---------- MATERIALS PROVIDED

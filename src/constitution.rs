//! Constitution Store (C1).
//!
//! Loads and versions policy: risk keywords, thresholds, priority levels
//! (P0..P4). Readers take a wait-free, atomically-swapped snapshot; writers
//! install a new snapshot only after validation succeeds.

use std::collections::HashMap;
use std::sync::Arc;

use arc_swap::ArcSwap;
use serde::{Deserialize, Serialize};

use crate::error::ConstitutionError;

/// Hard thresholds that gate decisions key off of (§3, §4.2, §4.3).
#[derive(Debug, Clone, Serialize, Deserialize, PartialEq)]
pub struct Thresholds {
    pub risk_critical: f64,
    pub halluc_critical: f64,
    pub poav_pass: f64,
    pub poav_rewrite_floor: f64,
    pub tension_deescalate: f64,
}

impl Thresholds {
    fn validate(&self) -> Result<(), ConstitutionError> {
        for (name, value) in [
            ("risk_critical", self.risk_critical),
            ("halluc_critical", self.halluc_critical),
            ("poav_pass", self.poav_pass),
            ("poav_rewrite_floor", self.poav_rewrite_floor),
            ("tension_deescalate", self.tension_deescalate),
        ] {
            if !(0.0..=1.0).contains(&value) {
                return Err(ConstitutionError::ThresholdOutOfRange { name, value });
            }
        }
        if self.poav_pass <= self.poav_rewrite_floor {
            return Err(ConstitutionError::InvalidPoavBand {
                poav_pass: self.poav_pass,
                poav_rewrite_floor: self.poav_rewrite_floor,
            });
        }
        Ok(())
    }
}

/// Priority level assigned to a rule; P0 is a hard block regardless of
/// every other score (§4.3 step 1).
#[derive(Debug, Clone, Copy, Serialize, Deserialize, PartialEq, Eq, PartialOrd, Ord)]
pub enum Priority {
    P0,
    P1,
    P2,
    P3,
    P4,
}

/// A single policy rule: a keyword/domain presence floor tagged with a
/// priority and a stable rule id (used for tie-breaking, §4.3).
#[derive(Debug, Clone, Serialize, Deserialize, PartialEq)]
pub struct PolicyRule {
    pub rule_id: String,
    pub priority: Priority,
    pub domain: String,
    pub presence_floor: f64,
}

/// A risk domain: a keyword set and a weight contributing to `R` (§4.1).
#[derive(Debug, Clone, Serialize, Deserialize, PartialEq)]
pub struct RiskDomain {
    pub name: String,
    pub keywords: Vec<String>,
    pub weight: f64,
}

/// Weights for the four POAV sub-scores; must sum to 1 (§3, §9 Open
/// Question 1 — these live in the Constitution, never baked into code).
#[derive(Debug, Clone, Copy, Serialize, Deserialize, PartialEq)]
pub struct PoavWeights {
    pub precision: f64,
    pub observation: f64,
    pub avoidance: f64,
    pub verification: f64,
}

impl Default for PoavWeights {
    fn default() -> Self {
        Self {
            precision: 0.25,
            observation: 0.25,
            avoidance: 0.30,
            verification: 0.20,
        }
    }
}

impl PoavWeights {
    pub fn weighted_sum(&self, precision: f64, observation: f64, avoidance: f64, verification: f64) -> f64 {
        self.precision * precision
            + self.observation * observation
            + self.avoidance * avoidance
            + self.verification * verification
    }
}

/// An immutable, versioned policy bundle (§3).
#[derive(Debug, Clone, Serialize, Deserialize, PartialEq)]
pub struct ConstitutionSnapshot {
    pub version: u64,
    pub thresholds: Thresholds,
    pub p0_rules: Vec<PolicyRule>,
    pub risk_domains: Vec<RiskDomain>,
    pub poav_weights: PoavWeights,
    pub rewrite_budget_k: u32,
    pub rollback_limit_l: u32,
    pub fallback_text: String,
}

impl ConstitutionSnapshot {
    fn validate(&self, previous_version: Option<u64>) -> Result<(), ConstitutionError> {
        self.thresholds.validate()?;
        if self.p0_rules.is_empty() {
            return Err(ConstitutionError::EmptyP0Rules);
        }
        if self.rewrite_budget_k < 1 {
            return Err(ConstitutionError::InvalidRewriteBudget(self.rewrite_budget_k as i64));
        }
        if self.rollback_limit_l < 1 {
            return Err(ConstitutionError::InvalidRollbackLimit(self.rollback_limit_l as i64));
        }
        if let Some(prev) = previous_version {
            if self.version <= prev {
                return Err(ConstitutionError::NonMonotonicVersion {
                    current: prev,
                    candidate: self.version,
                });
            }
        }
        Ok(())
    }

    /// Rule ids present whose domain's keyword presence (given precomputed
    /// per-domain presence scores) meets or exceeds its floor, sorted so
    /// that the lexicographically smallest id is first (§4.3 tie-break).
    pub fn firing_p0_rules(&self, domain_presence: &HashMap<String, f64>) -> Vec<&PolicyRule> {
        let mut fired: Vec<&PolicyRule> = self
            .p0_rules
            .iter()
            .filter(|rule| {
                domain_presence
                    .get(&rule.domain)
                    .copied()
                    .unwrap_or(0.0)
                    >= rule.presence_floor
            })
            .collect();
        fired.sort_by(|a, b| a.rule_id.cmp(&b.rule_id));
        fired
    }
}

/// Atomically-swappable holder of the "latest" Constitution snapshot
/// (§4.2, §9). `snapshot()` is wait-free; reload is copy-on-write.
pub struct ConstitutionStore {
    current: ArcSwap<ConstitutionSnapshot>,
}

impl ConstitutionStore {
    pub fn new(initial: ConstitutionSnapshot) -> Result<Self, ConstitutionError> {
        initial.validate(None)?;
        Ok(Self {
            current: ArcSwap::from_pointee(initial),
        })
    }

    /// Take a stable reference for the duration of one utterance (§4.7
    /// snapshot discipline: a mid-utterance reload must never be observed).
    pub fn snapshot(&self) -> Arc<ConstitutionSnapshot> {
        self.current.load_full()
    }

    /// Validate and install a new snapshot. On rejection the previous
    /// snapshot remains active and the error is returned.
    pub fn reload(&self, candidate: ConstitutionSnapshot) -> Result<(), ConstitutionError> {
        let previous_version = self.current.load().version;
        candidate.validate(Some(previous_version))?;
        self.current.store(Arc::new(candidate));
        Ok(())
    }
}

#[cfg(test)]
mod tests {
    use super::*;

    fn base() -> ConstitutionSnapshot {
        ConstitutionSnapshot {
            version: 1,
            thresholds: Thresholds {
                risk_critical: 0.75,
                halluc_critical: 0.7,
                poav_pass: 0.8,
                poav_rewrite_floor: 0.5,
                tension_deescalate: 0.6,
            },
            p0_rules: vec![PolicyRule {
                rule_id: "p0:harm".into(),
                priority: Priority::P0,
                domain: "harm".into(),
                presence_floor: 0.5,
            }],
            risk_domains: vec![RiskDomain {
                name: "harm".into(),
                keywords: vec!["bomb".into()],
                weight: 1.0,
            }],
            poav_weights: PoavWeights::default(),
            rewrite_budget_k: 3,
            rollback_limit_l: 3,
            fallback_text: "I can't help with that.".into(),
        }
    }

    #[test]
    fn accepts_valid_snapshot() {
        assert!(ConstitutionStore::new(base()).is_ok());
    }

    #[test]
    fn rejects_threshold_out_of_range() {
        let mut c = base();
        c.thresholds.risk_critical = 1.5;
        assert!(matches!(
            ConstitutionStore::new(c),
            Err(ConstitutionError::ThresholdOutOfRange { .. })
        ));
    }

    #[test]
    fn rejects_empty_p0_rules() {
        let mut c = base();
        c.p0_rules.clear();
        assert!(matches!(
            ConstitutionStore::new(c),
            Err(ConstitutionError::EmptyP0Rules)
        ));
    }

    #[test]
    fn rejects_inverted_poav_band() {
        let mut c = base();
        c.thresholds.poav_pass = 0.3;
        c.thresholds.poav_rewrite_floor = 0.5;
        assert!(matches!(
            ConstitutionStore::new(c),
            Err(ConstitutionError::InvalidPoavBand { .. })
        ));
    }

    #[test]
    fn reload_keeps_previous_on_rejection() {
        let store = ConstitutionStore::new(base()).unwrap();
        let mut bad = base();
        bad.version = 2;
        bad.rewrite_budget_k = 0;
        assert!(store.reload(bad).is_err());
        assert_eq!(store.snapshot().version, 1);
    }

    #[test]
    fn reload_rejects_non_monotonic_version() {
        let store = ConstitutionStore::new(base()).unwrap();
        let mut same_version = base();
        same_version.version = 1;
        assert!(matches!(
            store.reload(same_version),
            Err(ConstitutionError::NonMonotonicVersion { .. })
        ));
    }

    #[test]
    fn reload_accepts_higher_version() {
        let store = ConstitutionStore::new(base()).unwrap();
        let mut next = base();
        next.version = 2;
        store.reload(next).unwrap();
        assert_eq!(store.snapshot().version, 2);
    }

    #[test]
    fn p0_tie_break_picks_lexicographically_smallest() {
        let mut c = base();
        c.p0_rules.push(PolicyRule {
            rule_id: "p0:aaa".into(),
            priority: Priority::P0,
            domain: "harm".into(),
            presence_floor: 0.1,
        });
        let mut presence = HashMap::new();
        presence.insert("harm".to_string(), 0.9);
        let fired = c.firing_p0_rules(&presence);
        assert_eq!(fired[0].rule_id, "p0:aaa");
    }
}
//! Crate-wide error types.
//!
//! Each concern owns a focused enum; [`SpineError`] is the boundary type
//! returned to callers (§6, §7) and composes the others via `From`.

use thiserror::Error;

/// Errors from the Constitution Store (§4.2).
#[derive(Error, Debug)]
pub enum ConstitutionError {
    #[error("threshold {name} out of range [0,1]: {value}")]
    ThresholdOutOfRange { name: &'static str, value: f64 },

    #[error("P0 rule set is empty")]
    EmptyP0Rules,

    #[error("poav_pass ({poav_pass}) must be greater than poav_rewrite_floor ({poav_rewrite_floor})")]
    InvalidPoavBand {
        poav_pass: f64,
        poav_rewrite_floor: f64,
    },

    #[error("rewrite budget K must be >= 1, got {0}")]
    InvalidRewriteBudget(i64),

    #[error("rollback limit L must be >= 1, got {0}")]
    InvalidRollbackLimit(i64),

    #[error("constitution version must increase strictly: current={current}, candidate={candidate}")]
    NonMonotonicVersion { current: u64, candidate: u64 },

    #[error("failed to parse constitution document: {0}")]
    Parse(#[from] serde_json::Error),
}

/// Errors from the StepLedger / TimeIsland (§4.6).
#[derive(Error, Debug)]
pub enum LedgerError {
    #[error("island {0} is not active")]
    IslandNotActive(uuid::Uuid),

    #[error("island {0} hash chain is corrupted")]
    ChainCorrupted(uuid::Uuid),

    #[error("sequence gap in island {island}: expected {expected}, got {got}")]
    SequenceGap {
        island: uuid::Uuid,
        expected: u64,
        got: u64,
    },

    #[error("island {0} not found")]
    IslandNotFound(uuid::Uuid),

    #[error("io failure writing ledger: {0}")]
    Io(#[from] std::io::Error),

    #[error("failed to (de)serialize ledger record: {0}")]
    Serde(#[from] serde_json::Error),
}

/// Errors surfaced at the caller-facing boundary (§6, §7).
#[derive(Error, Debug)]
pub enum SpineError {
    #[error("island is not active")]
    IslandNotActive,

    #[error("island breaker has tripped; open a new island")]
    IslandBreakerTripped,

    #[error("caller deadline exceeded")]
    CallerDeadlineExceeded,

    #[error("drafter unavailable")]
    DrafterUnavailable,

    #[error("policy rejected: {reason}")]
    PolicyRejected { reason: String },

    #[error("ledger chain corrupted")]
    ChainCorrupted,

    #[error("backpressure: too many outstanding drafter calls")]
    Saturated,

    #[error(transparent)]
    Constitution(#[from] ConstitutionError),
}

impl From<LedgerError> for SpineError {
    fn from(e: LedgerError) -> Self {
        match e {
            LedgerError::IslandNotActive(_) | LedgerError::IslandNotFound(_) => {
                SpineError::IslandNotActive
            }
            LedgerError::ChainCorrupted(_) => SpineError::ChainCorrupted,
            LedgerError::SequenceGap { .. } => SpineError::ChainCorrupted,
            LedgerError::Io(_) | LedgerError::Serde(_) => SpineError::ChainCorrupted,
        }
    }
}

pub type Result<T, E = SpineError> = std::result::Result<T, E>;
//! Durable, fsync'd append-only writer.
//!
//! Grounded on a write-ahead log: one record per line, flushed on every
//! append, `fsync`'d (`sync_data`) at island boundaries and before BLOCK
//! records (§4.6 durability).

use std::fs::{File, OpenOptions};
use std::io::{BufRead, BufReader, BufWriter, Write};
use std::path::{Path, PathBuf};
use std::sync::Arc;
use std::sync::Mutex as StdMutex;

use crate::error::LedgerError;
use crate::ledger::record::StepRecord;

pub struct LedgerWriter {
    path: PathBuf,
    file: Arc<StdMutex<BufWriter<File>>>,
}

impl LedgerWriter {
    pub fn open(path: impl Into<PathBuf>) -> Result<Self, LedgerError> {
        let path = path.into();
        if let Some(parent) = path.parent() {
            std::fs::create_dir_all(parent)?;
        }
        let file = OpenOptions::new()
            .create(true)
            .append(true)
            .open(&path)?;
        Ok(Self {
            path,
            file: Arc::new(StdMutex::new(BufWriter::new(file))),
        })
    }

    /// Append one record's canonical JSON line. Flushes every call;
    /// `fsync`s only when `fsync` is set, matching the WAL's
    /// every-write-flush / boundary-fsync split.
    pub async fn append(&self, record: &StepRecord, fsync: bool) -> Result<(), LedgerError> {
        let line = serde_json::to_string(record)?;
        let file = self.file.clone();
        tokio::task::spawn_blocking(move || -> Result<(), std::io::Error> {
            let mut guard = file.lock().expect("ledger writer mutex poisoned");
            guard.write_all(line.as_bytes())?;
            guard.write_all(b"\n")?;
            guard.flush()?;
            if fsync {
                guard.get_ref().sync_data()?;
            }
            Ok(())
        })
        .await
        .expect("ledger writer task panicked")?;
        Ok(())
    }

    pub fn path(&self) -> &Path {
        &self.path
    }

    /// Replay every record from disk, in append order. Used to rebuild the
    /// in-memory index on restart and to recompute the chain for
    /// `verify_chain` independent of any cached state.
    pub fn replay(path: &Path) -> Result<Vec<StepRecord>, LedgerError> {
        if !path.exists() {
            return Ok(Vec::new());
        }
        let file = File::open(path)?;
        let reader = BufReader::new(file);
        let mut records = Vec::new();
        for line in reader.lines() {
            let line = line?;
            if line.trim().is_empty() {
                continue;
            }
            records.push(serde_json::from_str(&line)?);
        }
        Ok(records)
    }
}

#[cfg(test)]
mod tests {
    use super::*;
    use crate::ledger::record::{RecordKind, StepRecord};
    use serde_json::json;
    use uuid::Uuid;

    #[tokio::test]
    async fn append_then_replay_round_trips() {
        let dir = tempfile::tempdir().unwrap();
        let path = dir.path().join("island.log");
        let writer = LedgerWriter::open(&path).unwrap();

        let island_id = Uuid::new_v4();
        let record = StepRecord::new(
            island_id,
            0,
            chrono::Utc::now(),
            RecordKind::IslandStart,
            json!({}),
            1,
            None,
            None,
            None,
            None,
        );
        writer.append(&record, true).await.unwrap();

        let replayed = LedgerWriter::replay(&path).unwrap();
        assert_eq!(replayed.len(), 1);
        assert_eq!(replayed[0].record_id, record.record_id);
    }

    #[test]
    fn replay_of_missing_file_is_empty() {
        let dir = tempfile::tempdir().unwrap();
        let path = dir.path().join("absent.log");
        assert!(LedgerWriter::replay(&path).unwrap().is_empty());
    }
}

--------------------

_WHAT THIS TASK INVOLVES_
Look through the listing, and copy each line in which the string "next" turns up.

_REPLY TO THE EXERCISE_
        let mut next = base();
        next.version = 2;
        store.reload(next).unwrap();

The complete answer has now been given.